Chris Pine plays Bernie Webber, a Coast Guard crewman who defines his decisions on the rule book as if it were a crutch. He even insists that before he marry his sweetheart Miriam (Grainger), he ask his superior officer as per Coast Guard regulation (though really just a formality). As a large winter storm approaches his corner of Cape Cod, not one but two oil tankers miles off the coast are split in half by the waves. The SS Mercer was able to send out a distress call and tie up Coast Guard resources while the SS Pendleton remained nearly invisible save a radar blip. Ship Engineer of the Pendleton Ray Sybert (Affleck) makes a desperate gambit to save the crew by constructing a rudder and running the aft of the ship on a shoal to slow them from sinking just long enough to get noticed and rescued.
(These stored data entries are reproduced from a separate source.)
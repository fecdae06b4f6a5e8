use core::f64::consts::{PI, TAU};
use glam::DVec2;
#[cfg(feature = "serde")]
use serde::{Deserialize, Serialize};

use crate::{
    anomaly::{
        eccentric_anomaly_at_true_anomaly, mean_anomaly_at_eccentric_anomaly,
        true_anomaly_at_eccentric_anomaly,
    },
    solvers::{eccentric_anomaly_at_mean_anomaly, Solved},
    BodyId, QuadraticArc, StateVectors2D, Time,
};

/// The largest `f64` below 1. Used in place of a parabolic eccentricity.
const JUST_BELOW_ONE: f64 = 1.0 - f64::EPSILON * 0.5;

/// The element set of a 2D Keplerian orbit.
///
/// The fields mirror KSP savefile orbit records: semi-major axis,
/// eccentricity, argument of periapsis, mean anomaly at epoch, and the epoch
/// itself. The parent body is referred to by [`BodyId`]; its mass is looked up
/// elsewhere (see [`BodyRegistry`][crate::BodyRegistry]), so every method that
/// needs the gravitational parameter takes it as `mu`.
///
/// An element set is never edited in place. To change an orbit, build a new
/// one, usually by [fitting][StateVectors2D::to_elements] new state vectors.
///
/// # Example
/// ```
/// use conic_sim::{BodyId, OrbitalElements};
///
/// let orbit = OrbitalElements::new(
///     // Semi-major axis
///     2.0,
///
///     // Eccentricity
///     0.5,
///
///     // Argument of periapsis
///     0.0,
///
///     // Mean anomaly at epoch
///     0.0,
///
///     // Epoch
///     0,
///
///     // Parent body
///     BodyId(0),
/// );
///
/// assert_eq!(orbit.periapsis(), 1.0);
/// assert_eq!(orbit.apoapsis(), Some(3.0));
/// ```
#[derive(Clone, Copy, Debug, PartialEq)]
#[cfg_attr(feature = "serde", derive(Serialize, Deserialize))]
pub struct OrbitalElements {
    semi_major_axis: f64,
    eccentricity: f64,
    arg_pe: f64,
    mean_anomaly: f64,
    epoch: Time,
    central_body: BodyId,
}

impl OrbitalElements {
    /// Creates a new element set.
    ///
    /// # Parameters
    /// - `semi_major_axis`: in meters. Positive for elliptic orbits, negative
    ///   for hyperbolic ones.
    /// - `eccentricity`: must not be negative. A value of exactly 1 is
    ///   replaced with the largest `f64` below 1.
    /// - `arg_pe`: the argument of periapsis, in radians.
    /// - `mean_anomaly`: the mean anomaly at `epoch`, in radians.
    /// - `epoch`: the instant `mean_anomaly` applies to, in seconds.
    /// - `central_body`: the body being orbited.
    pub fn new(
        semi_major_axis: f64,
        eccentricity: f64,
        arg_pe: f64,
        mean_anomaly: f64,
        epoch: Time,
        central_body: BodyId,
    ) -> Self {
        Self {
            semi_major_axis,
            eccentricity: non_parabolic(eccentricity),
            arg_pe,
            mean_anomaly,
            epoch,
            central_body,
        }
    }

    /// Fits an element set to the given state vectors.
    ///
    /// See [`StateVectors2D::to_elements`].
    pub fn from_state_vectors(
        state_vectors: StateVectors2D,
        mu: f64,
        time: Time,
        central_body: BodyId,
    ) -> Self {
        let position = state_vectors.position;
        let velocity = state_vectors.velocity;
        let altitude = position.length();

        // Specific angular momentum (z component)
        let angular_momentum = position.perp_dot(velocity);

        if angular_momentum < 0.0 {
            log::debug!(
                "fitting clockwise state vectors {state_vectors:?}; \
                the direction of motion will not be kept"
            );
        }

        // v x h, with h along +z
        let v_cross_h = DVec2::new(velocity.y, -velocity.x) * angular_momentum;
        let eccentricity_vector = v_cross_h / mu - position / altitude;
        let eccentricity = eccentricity_vector.length();

        // Measured from the +x axis. For circular orbits the eccentricity
        // vector vanishes and this falls back to zero.
        let arg_pe = eccentricity_vector.y.atan2(eccentricity_vector.x);

        // Geometric angle from periapsis to the body, in (-π, π].
        // For counterclockwise motion this agrees with picking the
        // `acos` branch by the sign of the radial velocity.
        let true_anomaly = wrap_signed(position.y.atan2(position.x) - arg_pe);

        let semi_major_axis = (2.0 / altitude - velocity.length_squared() / mu).recip();

        // Use the nudged value for the anomaly conversions too
        let eccentricity = non_parabolic(eccentricity);

        let eccentric_anomaly = eccentric_anomaly_at_true_anomaly(true_anomaly, eccentricity);
        let mean_anomaly = mean_anomaly_at_eccentric_anomaly(eccentric_anomaly, eccentricity);

        let mean_anomaly = if eccentricity < 1.0 {
            mean_anomaly.rem_euclid(TAU)
        } else {
            mean_anomaly
        };

        Self::new(
            semi_major_axis,
            eccentricity,
            arg_pe.rem_euclid(TAU),
            mean_anomaly,
            time,
            central_body,
        )
    }

    /// The semi-major axis, in meters. Negative for hyperbolic orbits.
    #[inline]
    pub fn semi_major_axis(&self) -> f64 {
        self.semi_major_axis
    }

    /// The eccentricity. Never exactly 1.
    #[inline]
    pub fn eccentricity(&self) -> f64 {
        self.eccentricity
    }

    /// The argument of periapsis, in radians.
    #[inline]
    pub fn arg_pe(&self) -> f64 {
        self.arg_pe
    }

    /// The mean anomaly at [epoch][Self::epoch], in radians.
    #[inline]
    pub fn mean_anomaly_at_epoch(&self) -> f64 {
        self.mean_anomaly
    }

    /// The epoch, in seconds.
    #[inline]
    pub fn epoch(&self) -> Time {
        self.epoch
    }

    /// The body this orbit goes around.
    #[inline]
    pub fn central_body(&self) -> BodyId {
        self.central_body
    }

    /// Whether the orbit is closed (elliptic).
    #[inline]
    pub fn is_bound(&self) -> bool {
        self.eccentricity < 1.0
    }

    /// The mean angular motion `n = sqrt(mu / |a^3|)`, in radians per second.
    #[inline]
    pub fn mean_angular_motion(&self, mu: f64) -> f64 {
        (mu / self.semi_major_axis.powi(3).abs()).sqrt()
    }

    /// The time it takes to complete one revolution, in seconds.
    ///
    /// Hyperbolic trajectories never repeat and give `None`.
    pub fn orbital_period(&self, mu: f64) -> Option<f64> {
        self.is_bound().then(|| TAU / self.mean_angular_motion(mu))
    }

    /// The distance at the closest point to the parent body, in meters.
    #[inline]
    pub fn periapsis(&self) -> f64 {
        self.semi_major_axis * (1.0 - self.eccentricity)
    }

    /// The distance at the farthest point from the parent body, in meters.
    ///
    /// Hyperbolic trajectories have no such point and give `None`.
    pub fn apoapsis(&self) -> Option<f64> {
        self.is_bound().then(|| self.semi_major_axis * (1.0 + self.eccentricity))
    }

    /// The semi-latus rectum `a (1 - e^2)`, in meters.
    #[inline]
    pub fn semi_latus_rectum(&self) -> f64 {
        self.semi_major_axis * (1.0 - self.eccentricity * self.eccentricity)
    }

    /// Gets the mean anomaly at a given time.
    ///
    /// For elliptic orbits, the elapsed time is first reduced modulo the
    /// period and the result is wrapped into `[0, 2π)`.
    /// For hyperbolic orbits, the elapsed time is used as is.
    ///
    /// Elapsed time saturates at the ends of the [`Time`] range.
    pub fn mean_anomaly_at_time(&self, mu: f64, time: Time) -> f64 {
        let n = self.mean_angular_motion(mu);
        let elapsed = time.saturating_sub(self.epoch) as f64;

        if self.is_bound() {
            let elapsed = elapsed.rem_euclid(TAU / n);
            (self.mean_anomaly + n * elapsed).rem_euclid(TAU)
        } else {
            self.mean_anomaly + n * elapsed
        }
    }

    /// Gets the eccentric anomaly (or hyperbolic anomaly) at a given time.
    ///
    /// # Performance
    /// This uses numerical methods. Cache the value if you can.
    pub fn eccentric_anomaly_at_time(&self, mu: f64, time: Time) -> Solved {
        eccentric_anomaly_at_mean_anomaly(self.eccentricity, self.mean_anomaly_at_time(mu, time))
    }

    /// Gets the true anomaly at a given time, in `(-π, π]`.
    pub fn true_anomaly_at_time(&self, mu: f64, time: Time) -> f64 {
        true_anomaly_at_eccentric_anomaly(
            self.eccentric_anomaly_at_time(mu, time).value,
            self.eccentricity,
        )
    }

    /// Gets the distance from the parent body at a given time, in meters.
    pub fn altitude_at_time(&self, mu: f64, time: Time) -> f64 {
        let eccentric_anomaly = self.eccentric_anomaly_at_time(mu, time).value;
        let true_anomaly = true_anomaly_at_eccentric_anomaly(eccentric_anomaly, self.eccentricity);
        self.altitude_at_anomalies(eccentric_anomaly, true_anomaly)
    }

    fn altitude_at_anomalies(&self, eccentric_anomaly: f64, true_anomaly: f64) -> f64 {
        if self.is_bound() {
            self.semi_major_axis * (1.0 - self.eccentricity * eccentric_anomaly.cos())
        } else {
            self.semi_latus_rectum() / (1.0 + self.eccentricity * true_anomaly.cos())
        }
    }

    /// Gets the position and velocity at a given time.
    ///
    /// # Performance
    /// This solves Kepler's equation numerically. If you already know the
    /// eccentric anomaly, use
    /// [`state_vectors_at_eccentric_anomaly`][Self::state_vectors_at_eccentric_anomaly].
    ///
    /// # Example
    /// ```
    /// use conic_sim::{BodyId, OrbitalElements};
    /// use glam::DVec2;
    ///
    /// let orbit = OrbitalElements::new(1.0, 0.0, 0.0, 0.0, 0, BodyId(0));
    /// let sv = orbit.state_vectors_at_time(1.0, 0);
    ///
    /// assert!((sv.position - DVec2::new(1.0, 0.0)).length() < 1e-12);
    /// assert!((sv.velocity - DVec2::new(0.0, 1.0)).length() < 1e-12);
    /// ```
    pub fn state_vectors_at_time(&self, mu: f64, time: Time) -> StateVectors2D {
        self.state_vectors_at_eccentric_anomaly(
            mu,
            self.eccentric_anomaly_at_time(mu, time).value,
        )
    }

    /// Gets the position and velocity at a given eccentric anomaly (or
    /// hyperbolic anomaly, for hyperbolic orbits).
    pub fn state_vectors_at_eccentric_anomaly(
        &self,
        mu: f64,
        eccentric_anomaly: f64,
    ) -> StateVectors2D {
        let e = self.eccentricity;
        let true_anomaly = true_anomaly_at_eccentric_anomaly(eccentric_anomaly, e);
        let altitude = self.altitude_at_anomalies(eccentric_anomaly, true_anomaly);

        // sqrt(|mu a|) / r
        let outer_mult = (mu * self.semi_major_axis).abs().sqrt() / altitude;
        let q_mult = (1.0 - e * e).abs().sqrt();

        let (sin_like, cos_like) = if self.is_bound() {
            eccentric_anomaly.sin_cos()
        } else {
            (eccentric_anomaly.sinh(), eccentric_anomaly.cosh())
        };

        let pqw_velocity = outer_mult * DVec2::new(-sin_like, q_mult * cos_like);

        StateVectors2D {
            position: altitude * DVec2::from_angle(true_anomaly + self.arg_pe),
            velocity: DVec2::from_angle(self.arg_pe).rotate(pqw_velocity),
        }
    }

    /// Gets the position at a given time, in meters.
    pub fn position_at_time(&self, mu: f64, time: Time) -> DVec2 {
        self.state_vectors_at_time(mu, time).position
    }

    /// Gets the velocity at a given time, in meters per second.
    pub fn velocity_at_time(&self, mu: f64, time: Time) -> DVec2 {
        self.state_vectors_at_time(mu, time).velocity
    }

    /// Gets the two-body gravitational acceleration `-mu r / |r|^3` at a
    /// given time, in meters per second squared.
    pub fn acceleration_at_time(&self, mu: f64, time: Time) -> DVec2 {
        let position = self.position_at_time(mu, time);
        let altitude = position.length();
        -mu * position / (altitude * altitude * altitude)
    }

    /// Builds a [`QuadraticArc`] anchored at `start` for a window of
    /// `window` seconds.
    ///
    /// The acceleration is the exact two-body acceleration at the middle of
    /// the window rather than a finite difference, which keeps the arc
    /// accurate over a wider window.
    pub fn quadratic_arc(&self, mu: f64, start: Time, window: Time) -> QuadraticArc {
        let midpoint = start.saturating_add(window / 2);
        QuadraticArc::new(
            self.state_vectors_at_time(mu, start),
            self.acceleration_at_time(mu, midpoint),
        )
    }
}

impl Default for OrbitalElements {
    /// A circular orbit with a radius of 1 meter around body 0.
    fn default() -> Self {
        Self::new(1.0, 0.0, 0.0, 0.0, 0, BodyId(0))
    }
}

impl StateVectors2D {
    /// Fits an [`OrbitalElements`] set to these state vectors.
    ///
    /// The resulting orbit has its epoch at `time`, so propagating it to
    /// `time` gives these state vectors back (within numerical tolerance).
    ///
    /// # Mu
    /// Mu is the gravitational parameter of the parent body, equal to `GM`.
    ///
    /// # Parabolic Support
    /// If the fitted eccentricity comes out as exactly 1, it is nudged to the
    /// largest `f64` below 1.
    ///
    /// # Constraints
    /// The position must not be at the origin, and position and velocity must
    /// not be colinear. Breaching this gives NaNs or infinities.
    ///
    /// Only counterclockwise motion can be represented. Clockwise state
    /// vectors give an orbit with the same shape that passes through the
    /// same position at `time`, but moving the other way.
    ///
    /// # Example
    /// ```
    /// use conic_sim::{BodyId, OrbitalElements};
    ///
    /// let orbit = OrbitalElements::new(3.0, 0.4, 1.0, 0.5, 0, BodyId(0));
    /// let sv = orbit.state_vectors_at_time(1.0, 0);
    ///
    /// let fitted = sv.to_elements(1.0, 0, BodyId(0));
    ///
    /// assert!((fitted.semi_major_axis() - 3.0).abs() < 1e-9);
    /// assert!((fitted.eccentricity() - 0.4).abs() < 1e-9);
    /// assert!((fitted.arg_pe() - 1.0).abs() < 1e-9);
    /// assert!((fitted.mean_anomaly_at_epoch() - 0.5).abs() < 1e-9);
    /// ```
    #[must_use]
    pub fn to_elements(self, mu: f64, time: Time, central_body: BodyId) -> OrbitalElements {
        OrbitalElements::from_state_vectors(self, mu, time, central_body)
    }
}

#[inline]
fn non_parabolic(eccentricity: f64) -> f64 {
    if eccentricity == 1.0 {
        JUST_BELOW_ONE
    } else {
        eccentricity
    }
}

/// Wraps an angle into `(-π, π]`.
#[inline]
fn wrap_signed(angle: f64) -> f64 {
    let wrapped = angle.rem_euclid(TAU);
    if wrapped > PI {
        wrapped - TAU
    } else {
        wrapped
    }
}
The actual wreck of the SS Pendleton |
The Finest Hours is far from perfect. The movie takes it's time to develop the relationship between Webber and heartthrob Miriam who does very little but delve into histrionics. It's a shame too because Grainger is an absolute vision who typifies the 1950's model of beauty and womanhood. Every scene she was in was certainly distracting from the story but for once I didn't much care. There's also something clearly wrong with the station's Commander Daniel Cluff (Bana). It's never clear how the audience should feel; is he closer to the vein of Captain Queeg in The Caine Mutiny (1954) or is he just an outsider trying to do his best given the situation? Also there's Disney's insistence that 3D is the way to go; yeah not so much. This is a movie whose main set-piece is a nocturnal nautical rescue thus wearing 3D glasses makes everything too dark to appreciate.
The scenes involving the Coast Guard lifeboat trudging through open ocean are the most riveting, barely surpassing the Pendleton's attempts to run aground via game of telephone. Throughout the movie people spout a torrent of nautical terms which appeared to go over the heads of audience members, yet what was clear were the stakes and the results of such a daring rescue. People will no doubt compare this film with The Perfect Storm (2000) which apart from it also taking place in the Northeastern United States, only makes sense as far as critical reaction.
I for one enjoyed this film, which is competently made, has some show-stopping, hair-raising scenes of seafaring mayhem and had some great low-key performances by Pine, Affleck and Grainger. Disney definitely crippled this film by giving it an instantly forgettable title and shoving 3D and IMAX 3D in our faces. It's a real shame too because the added disadvantage of having a January release and lukewarm reviews by critics all but guarantees this story will ever get the audience it deserves.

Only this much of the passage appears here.